Problem to work on: Please return all of the records that follow, exactly as written.

Saved data entries:
——————

//! Caller identification.

use serde::{Deserialize, Serialize};
use std::fmt;

use super::host::RequestContext;

/// Criteria used to pick the bucket a request counts against.
#[derive(Debug, Clone, Copy, Default, PartialEq, Eq, Serialize, Deserialize)]
#[serde(rename_all = "lowercase")]
pub enum LimitBy {
    /// Limit by the caller's network address
    #[default]
    Ip,
    /// Limit by the value of a configured request header
    Header,
    /// Limit requests to one exact path
    Path,
}

/// Opaque bucket key derived from a request.
#[derive(Debug, Clone, PartialEq, Eq, Hash)]
pub struct Identifier(String);

impl Identifier {
    /// Create an identifier from a raw value.
    pub fn new(value: impl Into<String>) -> Self {
        Self(value.into())
    }

    /// The raw value.
    pub fn as_str(&self) -> &str {
        &self.0
    }

    /// Whether the identifier is empty (every such request shares one bucket).
    pub fn is_empty(&self) -> bool {
        self.0.is_empty()
    }
}

impl fmt::Display for Identifier {
    fn fmt(&self, f: &mut fmt::Formatter<'_>) -> fmt::Result {
        f.write_str(&self.0)
    }
}

/// Derive the identifier for a request.
///
/// Header and path modes fall back to the client address when they yield
/// nothing. A missing client address becomes the empty identifier.
pub fn resolve<C>(
    limit_by: LimitBy,
    header_name: Option<&str>,
    path: Option<&str>,
    ctx: &C,
) -> Identifier
where
    C: RequestContext + ?Sized,
{
    let selected = match limit_by {
        LimitBy::Header => header_name
            .and_then(|name| ctx.header(name))
            .filter(|value| !value.is_empty()),
        LimitBy::Path => match (path, ctx.path()) {
            (Some(expected), Some(actual)) if actual == expected => Some(actual),
            _ => None,
        },
        LimitBy::Ip => None,
    };

    match selected {
        Some(value) => Identifier(value),
        None => Identifier(ctx.client_address().unwrap_or_default()),
    }
}
//! Per-request orchestration of the rate limiter.

use std::sync::Arc;

use futures::future::join_all;
use tracing::{debug, error, instrument, warn};

use crate::config::RateLimitingConfig;
use crate::error::Result;

use super::decision::{decide, Decision, HeaderSet, BLOCKED_BODY, TOO_MANY_REQUESTS};
use super::host::{RequestContext, ResponseControl};
use super::identifier::resolve;
use super::store::{CounterClient, CounterStore, IncrementOutcome};
use super::usage::{evaluate, Evaluation};
use super::window::{Clock, Period, SystemClock, WindowAnchors};

/// What the hosting pipeline should do after a callback.
#[derive(Debug, Clone, Copy, PartialEq, Eq)]
pub enum Action {
    /// Keep processing the request.
    Continue,
    /// Stop; an early response has been sent.
    Pause,
}

/// Lifecycle of one request through the limiter.
#[derive(Debug, Clone, Copy, PartialEq, Eq)]
pub enum RequestState {
    /// Nothing has run yet.
    Start,
    /// The caller's identifier and scope are known.
    IdentifierResolved,
    /// Usage has been read, possibly partially.
    Evaluated,
    /// The admission decision has been made.
    Decided,
    /// A 429 was sent and the pipeline stopped.
    Blocked,
    /// The request was released to the pipeline.
    Allowed,
    /// Counters were incremented after release.
    Incremented,
    /// Usage could not be read and the request was rejected.
    Failed,
}

/// Rate limiter shared by every request of one configuration load.
///
/// This struct is thread-safe; wrap it in an `Arc` to share it across tasks.
pub struct RateLimiter {
    config: Arc<RateLimitingConfig>,
    counters: CounterClient,
    clock: Arc<dyn Clock>,
}

impl RateLimiter {
    /// Create a rate limiter using the system clock.
    pub fn new(config: RateLimitingConfig, store: Arc<dyn CounterStore>) -> Self {
        Self::with_clock(config, store, Arc::new(SystemClock))
    }

    /// Create a rate limiter with an explicit clock.
    pub fn with_clock(
        config: RateLimitingConfig,
        store: Arc<dyn CounterStore>,
        clock: Arc<dyn Clock>,
    ) -> Self {
        Self {
            config: Arc::new(config),
            counters: CounterClient::new(store),
            clock,
        }
    }

    /// The active configuration.
    pub fn config(&self) -> &RateLimitingConfig {
        &self.config
    }

    /// Start handling a new request.
    pub fn context(&self) -> RateLimitingContext<'_> {
        RateLimitingContext {
            limiter: self,
            headers: None,
            state: RequestState::Start,
        }
    }
}

/// State kept for a single request between its request and response phases.
pub struct RateLimitingContext<'a> {
    limiter: &'a RateLimiter,
    headers: Option<HeaderSet>,
    state: RequestState,
}

impl<'a> RateLimitingContext<'a> {
    /// Where this request is in its lifecycle.
    pub fn state(&self) -> RequestState {
        self.state
    }

    /// Headers waiting to be attached to the response.
    pub fn pending_headers(&self) -> Option<&HeaderSet> {
        self.headers.as_ref()
    }

    /// Evaluate the request when its headers arrive.
    ///
    /// Blocked requests get an early 429 and consume no quota. Allowed requests
    /// are released to the pipeline before every evaluated counter is
    /// incremented. Usage read failures are fatal unless the limiter is fault
    /// tolerant, in which case the request always goes through. Periods read
    /// before the failure still report headers and get incremented.
    #[instrument(skip_all)]
    pub async fn on_request_headers<H>(&mut self, host: &mut H) -> Result<Action>
    where
        H: RequestContext + ResponseControl,
    {
        let config = self.limiter.config.as_ref();
        let anchors = WindowAnchors::at(&self.limiter.clock.now());

        let identifier = resolve(
            config.limit_by,
            config.header_name.as_deref(),
            config.path.as_deref(),
            &*host,
        );
        let scope = host.scope();
        self.state = RequestState::IdentifierResolved;

        let counters = &self.limiter.counters;
        let evaluation = match evaluate(config, counters, &scope, &identifier, &anchors).await {
            Ok(evaluation) => evaluation,
            Err(e) if config.fault_tolerant => {
                error!(
                    identifier = %identifier,
                    error = %e,
                    "Failed to get usage, letting request through"
                );
                // Incomplete usage never blocks.
                let mut partial = e.partial;
                partial.blocking = None;
                partial
            }
            Err(e) => {
                error!(
                    identifier = %identifier,
                    error = %e,
                    "Failed to get usage, rejecting request"
                );
                self.state = RequestState::Failed;
                return Err(e.into());
            }
        };
        self.state = RequestState::Evaluated;

        let decision = decide(&evaluation, &anchors, config.hide_client_headers);
        self.state = RequestState::Decided;

        match decision {
            Decision::Block {
                period,
                retry_after,
                headers,
            } => {
                warn!(
                    identifier = %identifier,
                    period = %period,
                    retry_after,
                    "Rate limit exceeded"
                );
                host.send_early_response(TOO_MANY_REQUESTS, headers, BLOCKED_BODY);
                self.state = RequestState::Blocked;
                Ok(Action::Pause)
            }
            Decision::Allow { headers } => {
                debug!(identifier = %identifier, "Request allowed");
                self.headers = headers;
                host.continue_pipeline();
                self.state = RequestState::Allowed;

                let outcomes = self.increment(&evaluation).await;
                let dropped = outcomes.iter().filter(|(_, outcome)| !outcome.is_saved()).count();
                if dropped > 0 {
                    warn!(identifier = %identifier, dropped, "Some counters were not incremented");
                }
                self.state = RequestState::Incremented;
                Ok(Action::Continue)
            }
        }
    }

    /// Attach the headers computed at request time to the response.
    pub fn on_response_headers<H>(&mut self, host: &mut H) -> Action
    where
        H: ResponseControl + ?Sized,
    {
        if let Some(headers) = self.headers.take() {
            let mut merged = host.response_headers();
            merged.extend(headers);
            host.replace_response_headers(merged);
        }
        Action::Continue
    }

    /// Add one hit to every evaluated counter. Failures only get logged.
    async fn increment(&self, evaluation: &Evaluation) -> Vec<(Period, IncrementOutcome)> {
        let counters = &self.limiter.counters;
        let increments = evaluation.snapshots.iter().map(|snapshot| async move {
            let outcome = counters.increment(&snapshot.key, snapshot.counter).await;
            (snapshot.period, outcome)
        });
        join_all(increments).await
    }
}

——————

Exercise result:
//! Caller identification.

use serde::{Deserialize, Serialize};
use std::fmt;

use super::host::RequestContext;

/// Criteria used to pick the bucket a request counts against.
#[derive(Debug, Clone, Copy, Default, PartialEq, Eq, Serialize, Deserialize)]
#[serde(rename_all = "lowercase")]
pub enum LimitBy {
    /// Limit by the caller's network address
    #[default]
    Ip,
    /// Limit by the value of a configured request header
    Header,
    /// Limit requests to one exact path
    Path,
}

/// Opaque bucket key derived from a request.
#[derive(Debug, Clone, PartialEq, Eq, Hash)]
pub struct Identifier(String);

impl Identifier {
    /// Create an identifier from a raw value.
    pub fn new(value: impl Into<String>) -> Self {
        Self(value.into())
    }

    /// The raw value.
    pub fn as_str(&self) -> &str {
        &self.0
    }

    /// Whether the identifier is empty (every such request shares one bucket).
    pub fn is_empty(&self) -> bool {
        self.0.is_empty()
    }
}

impl fmt::Display for Identifier {
    fn fmt(&self, f: &mut fmt::Formatter<'_>) -> fmt::Result {
        f.write_str(&self.0)
    }
}

/// Derive the identifier for a request.
///
/// Header and path modes fall back to the client address when they yield
/// nothing. A missing client address becomes the empty identifier.
pub fn resolve<C>(
    limit_by: LimitBy,
    header_name: Option<&str>,
    path: Option<&str>,
    ctx: &C,
) -> Identifier
where
    C: RequestContext + ?Sized,
{
    let selected = match limit_by {
        LimitBy::Header => header_name
            .and_then(|name| ctx.header(name))
            .filter(|value| !value.is_empty()),
        LimitBy::Path => match (path, ctx.path()) {
            (Some(expected), Some(actual)) if actual == expected => Some(actual),
            _ => None,
        },
        LimitBy::Ip => None,
    };

    match selected {
        Some(value) => Identifier(value),
        None => Identifier(ctx.client_address().unwrap_or_default()),
    }
}
//! Per-request orchestration of the rate limiter.

use std::sync::Arc;

use futures::future::join_all;
use tracing::{debug, error, instrument, warn};

use crate::config::RateLimitingConfig;
use crate::error::Result;

use super::decision::{decide, Decision, HeaderSet, BLOCKED_BODY, TOO_MANY_REQUESTS};
use super::host::{RequestContext, ResponseControl};
use super::identifier::resolve;
use super::store::{CounterClient, CounterStore, IncrementOutcome};
use super::usage::{evaluate, Evaluation};
use super::window::{Clock, Period, SystemClock, WindowAnchors};

/// What the hosting pipeline should do after a callback.
#[derive(Debug, Clone, Copy, PartialEq, Eq)]
pub enum Action {
    /// Keep processing the request.
    Continue,
    /// Stop; an early response has been sent.
    Pause,
}

/// Lifecycle of one request through the limiter.
#[derive(Debug, Clone, Copy, PartialEq, Eq)]
pub enum RequestState {
    /// Nothing has run yet.
    Start,
    /// The caller's identifier and scope are known.
    IdentifierResolved,
    /// Usage has been read, possibly partially.
    Evaluated,
    /// The admission decision has been made.
    Decided,
    /// A 429 was sent and the pipeline stopped.
    Blocked,
    /// The request was released to the pipeline.
    Allowed,
    /// Counters were incremented after release.
    Incremented,
    /// Usage could not be read and the request was rejected.
    Failed,
}

/// Rate limiter shared by every request of one configuration load.
///
/// This struct is thread-safe; wrap it in an `Arc` to share it across tasks.
pub struct RateLimiter {
    config: Arc<RateLimitingConfig>,
    counters: CounterClient,
    clock: Arc<dyn Clock>,
}

impl RateLimiter {
    /// Create a rate limiter using the system clock.
    pub fn new(config: RateLimitingConfig, store: Arc<dyn CounterStore>) -> Self {
        Self::with_clock(config, store, Arc::new(SystemClock))
    }

    /// Create a rate limiter with an explicit clock.
    pub fn with_clock(
        config: RateLimitingConfig,
        store: Arc<dyn CounterStore>,
        clock: Arc<dyn Clock>,
    ) -> Self {
        Self {
            config: Arc::new(config),
            counters: CounterClient::new(store),
            clock,
        }
    }

    /// The active configuration.
    pub fn config(&self) -> &RateLimitingConfig {
        &self.config
    }

    /// Start handling a new request.
    pub fn context(&self) -> RateLimitingContext<'_> {
        RateLimitingContext {
            limiter: self,
            headers: None,
            state: RequestState::Start,
        }
    }
}

/// State kept for a single request between its request and response phases.
pub struct RateLimitingContext<'a> {
    limiter: &'a RateLimiter,
    headers: Option<HeaderSet>,
    state: RequestState,
}

impl<'a> RateLimitingContext<'a> {
    /// Where this request is in its lifecycle.
    pub fn state(&self) -> RequestState {
        self.state
    }

    /// Headers waiting to be attached to the response.
    pub fn pending_headers(&self) -> Option<&HeaderSet> {
        self.headers.as_ref()
    }

    /// Evaluate the request when its headers arrive.
    ///
    /// Blocked requests get an early 429 and consume no quota. Allowed requests
    /// are released to the pipeline before every evaluated counter is
    /// incremented. Usage read failures are fatal unless the limiter is fault
    /// tolerant, in which case the request always goes through. Periods read
    /// before the failure still report headers and get incremented.
    #[instrument(skip_all)]
    pub async fn on_request_headers<H>(&mut self, host: &mut H) -> Result<Action>
    where
        H: RequestContext + ResponseControl,
    {
        let config = self.limiter.config.as_ref();
        let anchors = WindowAnchors::at(&self.limiter.clock.now());

        let identifier = resolve(
            config.limit_by,
            config.header_name.as_deref(),
            config.path.as_deref(),
            &*host,
        );
        let scope = host.scope();
        self.state = RequestState::IdentifierResolved;

        let counters = &self.limiter.counters;
        let evaluation = match evaluate(config, counters, &scope, &identifier, &anchors).await {
            Ok(evaluation) => evaluation,
            Err(e) if config.fault_tolerant => {
                error!(
                    identifier = %identifier,
                    error = %e,
                    "Failed to get usage, letting request through"
                );
                // Incomplete usage never blocks.
                let mut partial = e.partial;
                partial.blocking = None;
                partial
            }
            Err(e) => {
                error!(
                    identifier = %identifier,
                    error = %e,
                    "Failed to get usage, rejecting request"
                );
                self.state = RequestState::Failed;
                return Err(e.into());
            }
        };
        self.state = RequestState::Evaluated;

        let decision = decide(&evaluation, &anchors, config.hide_client_headers);
        self.state = RequestState::Decided;

        match decision {
            Decision::Block {
                period,
                retry_after,
                headers,
            } => {
                warn!(
                    identifier = %identifier,
                    period = %period,
                    retry_after,
                    "Rate limit exceeded"
                );
                host.send_early_response(TOO_MANY_REQUESTS, headers, BLOCKED_BODY);
                self.state = RequestState::Blocked;
                Ok(Action::Pause)
            }
            Decision::Allow { headers } => {
                debug!(identifier = %identifier, "Request allowed");
                self.headers = headers;
                host.continue_pipeline();
                self.state = RequestState::Allowed;

                let outcomes = self.increment(&evaluation).await;
                let dropped = outcomes.iter().filter(|(_, outcome)| !outcome.is_saved()).count();
                if dropped > 0 {
                    warn!(identifier = %identifier, dropped, "Some counters were not incremented");
                }
                self.state = RequestState::Incremented;
                Ok(Action::Continue)
            }
        }
    }

    /// Attach the headers computed at request time to the response.
    pub fn on_response_headers<H>(&mut self, host: &mut H) -> Action
    where
        H: ResponseControl + ?Sized,
    {
        if let Some(headers) = self.headers.take() {
            let mut merged = host.response_headers();
            merged.extend(headers);
            host.replace_response_headers(merged);
        }
        Action::Continue
    }

    /// Add one hit to every evaluated counter. Failures only get logged.
    async fn increment(&self, evaluation: &Evaluation) -> Vec<(Period, IncrementOutcome)> {
        let counters = &self.limiter.counters;
        let increments = evaluation.snapshots.iter().map(|snapshot| async move {
            let outcome = counters.increment(&snapshot.key, snapshot.counter).await;
            (snapshot.period, outcome)
        });
        join_all(increments).await
    }
}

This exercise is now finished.